The Principals’ Office will be taking a temporary hiatus next week. We wish everyone a joyful holiday season and a Happy New Year. We would also like to take a moment to thank our nation’s principals for the awesome job that they do and for their continued commitment to their students and teachers. See you in January!
Someone once said that “A New Year's resolution is something that goes in one year and out the other.” But the Principals’ Office prefers the more optimistic tone of Oprah Winfrey, who said “Cheers to a new year and another chance for us to get it right.” Some principals have made New Year’s resolutions for their schools. For example, Oklahoma Principal Jan Borelli says this year her school started a walking program and her New Year’s resolution is to follow through with the program. “Some of us (most un-notably ME) have spent the time watching rather than participating,” says Borelli. “My faculty and I are committed to fully participating when we get back in January.”

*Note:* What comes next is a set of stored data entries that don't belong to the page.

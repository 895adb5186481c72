use core::ops::{Add, Mul, Sub};

/// 2D point or offset in logical pixels.
#[derive(Debug, Copy, Clone, Default, PartialEq)]
pub struct Vec2 {
    pub x: f32,
    pub y: f32,
}

impl Vec2 {
    #[inline]
    pub const fn new(x: f32, y: f32) -> Self {
        Self { x, y }
    }

    #[inline]
    pub const fn zero() -> Self {
        Self { x: 0.0, y: 0.0 }
    }

    #[inline]
    pub fn is_finite(self) -> bool {
        self.x.is_finite() && self.y.is_finite()
    }

    /// Euclidean distance to `other`.
    #[inline]
    pub fn distance(self, other: Vec2) -> f32 {
        (other.x - self.x).hypot(other.y - self.y)
    }

    /// Linear blend towards `to`; `t = 0` yields `self`, `t = 1` yields `to`.
    #[inline]
    pub fn lerp(self, to: Vec2, t: f32) -> Vec2 {
        Vec2::new(self.x + (to.x - self.x) * t, self.y + (to.y - self.y) * t)
    }
}

impl Add for Vec2 {
    type Output = Vec2;
    #[inline]
    fn add(self, rhs: Vec2) -> Vec2 {
        Vec2::new(self.x + rhs.x, self.y + rhs.y)
    }
}

impl Sub for Vec2 {
    type Output = Vec2;
    #[inline]
    fn sub(self, rhs: Vec2) -> Vec2 {
        Vec2::new(self.x - rhs.x, self.y - rhs.y)
    }
}

impl Mul<f32> for Vec2 {
    type Output = Vec2;
    #[inline]
    fn mul(self, rhs: f32) -> Vec2 {
        Vec2::new(self.x * rhs, self.y * rhs)
    }
}

#[cfg(test)]
mod tests {
    use super::*;

    #[test]
    fn lerp_endpoints_and_midpoint() {
        let a = Vec2::new(0.0, 10.0);
        let b = Vec2::new(10.0, 30.0);
        assert_eq!(a.lerp(b, 0.0), a);
        assert_eq!(a.lerp(b, 1.0), b);
        assert_eq!(a.lerp(b, 0.5), Vec2::new(5.0, 20.0));
    }

    #[test]
    fn distance_is_hypotenuse() {
        assert_eq!(Vec2::zero().distance(Vec2::new(3.0, 4.0)), 5.0);
    }
}
//! Transition render loop.
//!
//! `Renderer` owns a `Scene` and a `FrameScheduler`. Callers request transitions
//! with `Renderer::transition`, which returns a `Completion` for the batch; the
//! host delivers frames with `Renderer::frame`.

mod batch;
mod config;
mod error;
mod event;
mod options;
mod registry;
mod renderer;
mod scheduler;

pub use batch::{BatchReport, CallbackFailure, Completion};
pub use config::{DebugOptions, FillMode, IMMEDIATE_DURATION, RendererConfig};
pub use error::TransitionError;
pub use event::{ListenerId, RendererEvent};
pub use options::{CompletionCallback, OptionsSource, TransitionOptions};
pub use renderer::Renderer;
pub use scheduler::{FrameHandle, FrameQueue, FrameScheduler};
//! Time subsystem.
//!
//! Provides stable, testable frame timing without coupling to a runtime.
//! Intended usage:
//! - one `FrameClock` per render loop
//! - call `tick()` once per evaluated frame to obtain `FrameTime`
//! - inject a `ManualClock` to drive the loop with controlled timestamps

mod clock;
mod frame_clock;

pub use clock::{Clock, ManualClock, SystemClock};
pub use frame_clock::{FrameClock, FrameTime};
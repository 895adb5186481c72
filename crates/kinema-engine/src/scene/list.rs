use super::DrawCmd;

/// Immediate-mode drawing surface.
///
/// Elements record commands in paint order (back-to-front) while the render loop
/// walks the scene; the host presents the recorded stream after each frame.
///
/// Performance characteristics:
/// - `push()` is O(1)
/// - `clear()` keeps allocated capacity, so a warmed list does not allocate per frame
#[derive(Debug, Default)]
pub struct DrawList {
    cmds: Vec<DrawCmd>,
}

impl DrawList {
    #[inline]
    pub fn new() -> Self {
        Self::default()
    }

    /// Clears recorded commands. Keeps allocated capacity for reuse.
    #[inline]
    pub fn clear(&mut self) {
        self.cmds.clear();
    }

    /// Returns commands in paint order.
    #[inline]
    pub fn commands(&self) -> &[DrawCmd] {
        &self.cmds
    }

    #[inline]
    pub fn len(&self) -> usize {
        self.cmds.len()
    }

    #[inline]
    pub fn is_empty(&self) -> bool {
        self.cmds.is_empty()
    }

    #[inline]
    pub fn push(&mut self, cmd: DrawCmd) {
        self.cmds.push(cmd);
    }
}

For Missouri Principal Teresa Tulipana, the thought of adding something to the work that her school already does seems daunting. “We are nearing capacity and one more initiative or one more committee may be all it takes to push us past capacity,” says Tulipani. “So in 2007, I resolve to help my school focus on what is, in the words of Stephen Covey, ‘wildly important.’ By narrowing our focus to two or three wildly important areas or initiatives, I believe we can make a significant impact for students. This narrowed focus will allow us to work smarter, to pool our energies, and to maximize our potential as a school team.”
What’s your New Year’s resolution for 2007? Share your resolution with the Principals’ Office.
Stress comes in all forms during the holiday season—overcrowded malls, last minute gifts to buy, skyrocketing plane ticket prices. We asked some principals if they experience an increase in stress at their schools during this time and here’s what they had to say.
Missouri Principal Teresa Tulipana writes: Stress is a reality of the holiday season. For some students, there is the uncertainty of what the holidays will bring and the prospect of being home for an extended period of time. Whether students will admit it or not, the structure of the school day gives them great comfort. Holidays are also stressful for parents because financial concerns and added responsibilities can create a great burden. Couple this with staff members who are experiencing similar stressors and a full calendar, and stress will definitely impact a school. I personally combat it by increasing my level of organization and focus on what’s really important—the people in the school and in my life. To help my staff combat the stress, I regularly talk about the stresses they may encounter, model a calm demeanor, and help them celebrate the joys of the season. I also give my staff “The Gift of Time.” This gift, in the form of a poem and candy cane, announces that all faculty meetings in December have been cancelled. Based on the reactions of the staff, you would have thought I bought them each a brand new car! Small gestures of understanding can make a huge difference when a school experiences a stressful time.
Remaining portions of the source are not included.